PROBLEM:
Everything in the listing below must be duplicated exactly.

RECORDS PROVIDED below:

//! Process logging. Everything goes to stderr so streamed replies on stdout
//! stay clean.

use tracing_subscriber::{fmt, layer::SubscriberExt, util::SubscriberInitExt, EnvFilter};

const DEFAULT_DIRECTIVE: &str = "warn";
const VERBOSE_DIRECTIVE: &str = "debug";

/// `CHATCTL_LOG` wins over `--verbose`.
pub fn filter_directive(env_filter: Option<&str>, verbose: bool) -> String {
    match env_filter {
        Some(directive) => directive.to_string(),
        None if verbose => VERBOSE_DIRECTIVE.to_string(),
        None => DEFAULT_DIRECTIVE.to_string(),
    }
}

/// Install the global subscriber. Later calls are no-ops.
pub fn init(env_filter: Option<&str>, verbose: bool) {
    let directive = filter_directive(env_filter, verbose);
    let filter =
        EnvFilter::try_new(&directive).unwrap_or_else(|_| EnvFilter::new(DEFAULT_DIRECTIVE));

    tracing_subscriber::registry()
        .with(filter)
        .with(
            fmt::layer()
                .with_writer(std::io::stderr)
                .with_target(false),
        )
        .try_init()
        .ok();
}
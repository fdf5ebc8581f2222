//! Command-line flags and environment configuration.

use std::env;
use std::path::Path;
use std::time::Duration;

use chat_api::url::DEFAULT_BASE_URL;
use chat_api::{RouteStyle, SessionContext};
use clap::Parser;
use service_bootstrap::bootstrap::{DEFAULT_CONTAINER_NAME, DEFAULT_IMAGE};
use service_bootstrap::BootstrapConfig;

pub const LOG_ENV: &str = "CHATCTL_LOG";
pub const MODEL_RUNTIME_ENV: &str = "OLLAMA_HOST";

#[derive(Parser, Debug, Clone)]
#[command(name = "chatctl")]
#[command(about = "Chat with a local or remote inference server")]
pub struct Cli {
    #[arg(long, env = "CHATCTL_BASE_URL", default_value = DEFAULT_BASE_URL)]
    pub base_url: String,
    #[arg(long, env = "CHATCTL_NAMESPACE", default_value = "default")]
    pub namespace: String,
    #[arg(long, env = "CHATCTL_PROJECT", default_value = "default")]
    pub project: String,
    /// Use `/v1/projects/{namespace}/{project}/chat/completions`.
    #[arg(long, default_value_t = false)]
    pub project_route: bool,
    /// Negative values leave the server default in place.
    #[arg(long, allow_negative_numbers = true, default_value_t = -1.0)]
    pub temperature: f64,
    /// Zero leaves the server default in place.
    #[arg(long, default_value_t = 0)]
    pub max_tokens: u32,
    #[arg(long, default_value_t = false)]
    pub no_stream: bool,
    /// Skip the availability check and never start a container.
    #[arg(long, default_value_t = false)]
    pub no_bootstrap: bool,
    /// Seconds to wait for a freshly started server.
    #[arg(long, default_value_t = 45)]
    pub startup_timeout: u64,
    #[arg(long, default_value = DEFAULT_IMAGE)]
    pub image: String,
    #[arg(long, default_value = DEFAULT_CONTAINER_NAME)]
    pub container_name: String,
    /// Continue an existing server-side session.
    #[arg(long)]
    pub session_id: Option<String>,
    /// Send one message, print the reply and exit.
    #[arg(short, long)]
    pub message: Option<String>,
    #[arg(short, long, default_value_t = false)]
    pub verbose: bool,
}

impl Cli {
    pub fn session_context(&self) -> SessionContext {
        let route = if self.project_route {
            RouteStyle::ProjectScoped
        } else {
            RouteStyle::Inference
        };
        let mut context = SessionContext::new(&self.base_url, &self.namespace, &self.project)
            .with_route(route)
            .with_temperature(self.temperature)
            .with_max_tokens(self.max_tokens)
            .with_streaming(!self.no_stream);
        if let Some(session_id) = &self.session_id {
            context = context.with_session_token(session_id);
        }
        context
    }

    pub fn bootstrap_config(&self, env: &EnvConfig, working_directory: &Path) -> BootstrapConfig {
        BootstrapConfig::new(working_directory)
            .with_container_name(&self.container_name)
            .with_image(&self.image)
            .with_startup_timeout(Duration::from_secs(self.startup_timeout))
            .with_model_runtime_endpoint(env.model_runtime_endpoint.clone())
    }
}

/// Ambient settings that do not warrant a flag.
#[derive(Debug, Clone)]
pub struct EnvConfig {
    pub log_filter: Option<String>,
    pub model_runtime_endpoint: Option<String>,
}

impl EnvConfig {
    pub fn from_env() -> Self {
        Self {
            log_filter: env_string_opt(LOG_ENV),
            model_runtime_endpoint: env_string_opt(MODEL_RUNTIME_ENV),
        }
    }
}

fn env_string_opt(key: &str) -> Option<String> {
    env::var(key).ok().and_then(|value| {
        if value.trim().is_empty() {
            None
        } else {
            Some(value)
        }
    })
}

End of RECORDS PROVIDED.

RESPONSE:
//! Process logging. Everything goes to stderr so streamed replies on stdout
//! stay clean.

use tracing_subscriber::{fmt, layer::SubscriberExt, util::SubscriberInitExt, EnvFilter};

const DEFAULT_DIRECTIVE: &str = "warn";
const VERBOSE_DIRECTIVE: &str = "debug";

/// `CHATCTL_LOG` wins over `--verbose`.
pub fn filter_directive(env_filter: Option<&str>, verbose: bool) -> String {
    match env_filter {
        Some(directive) => directive.to_string(),
        None if verbose => VERBOSE_DIRECTIVE.to_string(),
        None => DEFAULT_DIRECTIVE.to_string(),
    }
}

/// Install the global subscriber. Later calls are no-ops.
pub fn init(env_filter: Option<&str>, verbose: bool) {
    let directive = filter_directive(env_filter, verbose);
    let filter =
        EnvFilter::try_new(&directive).unwrap_or_else(|_| EnvFilter::new(DEFAULT_DIRECTIVE));

    tracing_subscriber::registry()
        .with(filter)
        .with(
            fmt::layer()
                .with_writer(std::io::stderr)
                .with_target(false),
        )
        .try_init()
        .ok();
}
repository fdf5ebc8581f2222
//! Command-line flags and environment configuration.

use std::env;
use std::path::Path;
use std::time::Duration;

use chat_api::url::DEFAULT_BASE_URL;
use chat_api::{RouteStyle, SessionContext};
use clap::Parser;
use service_bootstrap::bootstrap::{DEFAULT_CONTAINER_NAME, DEFAULT_IMAGE};
use service_bootstrap::BootstrapConfig;

pub const LOG_ENV: &str = "CHATCTL_LOG";
pub const MODEL_RUNTIME_ENV: &str = "OLLAMA_HOST";

#[derive(Parser, Debug, Clone)]
#[command(name = "chatctl")]
#[command(about = "Chat with a local or remote inference server")]
pub struct Cli {
    #[arg(long, env = "CHATCTL_BASE_URL", default_value = DEFAULT_BASE_URL)]
    pub base_url: String,
    #[arg(long, env = "CHATCTL_NAMESPACE", default_value = "default")]
    pub namespace: String,
    #[arg(long, env = "CHATCTL_PROJECT", default_value = "default")]
    pub project: String,
    /// Use `/v1/projects/{namespace}/{project}/chat/completions`.
    #[arg(long, default_value_t = false)]
    pub project_route: bool,
    /// Negative values leave the server default in place.
    #[arg(long, allow_negative_numbers = true, default_value_t = -1.0)]
    pub temperature: f64,
    /// Zero leaves the server default in place.
    #[arg(long, default_value_t = 0)]
    pub max_tokens: u32,
    #[arg(long, default_value_t = false)]
    pub no_stream: bool,
    /// Skip the availability check and never start a container.
    #[arg(long, default_value_t = false)]
    pub no_bootstrap: bool,
    /// Seconds to wait for a freshly started server.
    #[arg(long, default_value_t = 45)]
    pub startup_timeout: u64,
    #[arg(long, default_value = DEFAULT_IMAGE)]
    pub image: String,
    #[arg(long, default_value = DEFAULT_CONTAINER_NAME)]
    pub container_name: String,
    /// Continue an existing server-side session.
    #[arg(long)]
    pub session_id: Option<String>,
    /// Send one message, print the reply and exit.
    #[arg(short, long)]
    pub message: Option<String>,
    #[arg(short, long, default_value_t = false)]
    pub verbose: bool,
}

impl Cli {
    pub fn session_context(&self) -> SessionContext {
        let route = if self.project_route {
            RouteStyle::ProjectScoped
        } else {
            RouteStyle::Inference
        };
        let mut context = SessionContext::new(&self.base_url, &self.namespace, &self.project)
            .with_route(route)
            .with_temperature(self.temperature)
            .with_max_tokens(self.max_tokens)
            .with_streaming(!self.no_stream);
        if let Some(session_id) = &self.session_id {
            context = context.with_session_token(session_id);
        }
        context
    }

    pub fn bootstrap_config(&self, env: &EnvConfig, working_directory: &Path) -> BootstrapConfig {
        BootstrapConfig::new(working_directory)
            .with_container_name(&self.container_name)
            .with_image(&self.image)
            .with_startup_timeout(Duration::from_secs(self.startup_timeout))
            .with_model_runtime_endpoint(env.model_runtime_endpoint.clone())
    }
}

/// Ambient settings that do not warrant a flag.
#[derive(Debug, Clone)]
pub struct EnvConfig {
    pub log_filter: Option<String>,
    pub model_runtime_endpoint: Option<String>,
}

impl EnvConfig {
    pub fn from_env() -> Self {
        Self {
            log_filter: env_string_opt(LOG_ENV),
            model_runtime_endpoint: env_string_opt(MODEL_RUNTIME_ENV),
        }
    }
}

fn env_string_opt(key: &str) -> Option<String> {
    env::var(key).ok().and_then(|value| {
        if value.trim().is_empty() {
            None
        } else {
            Some(value)
        }
    })
}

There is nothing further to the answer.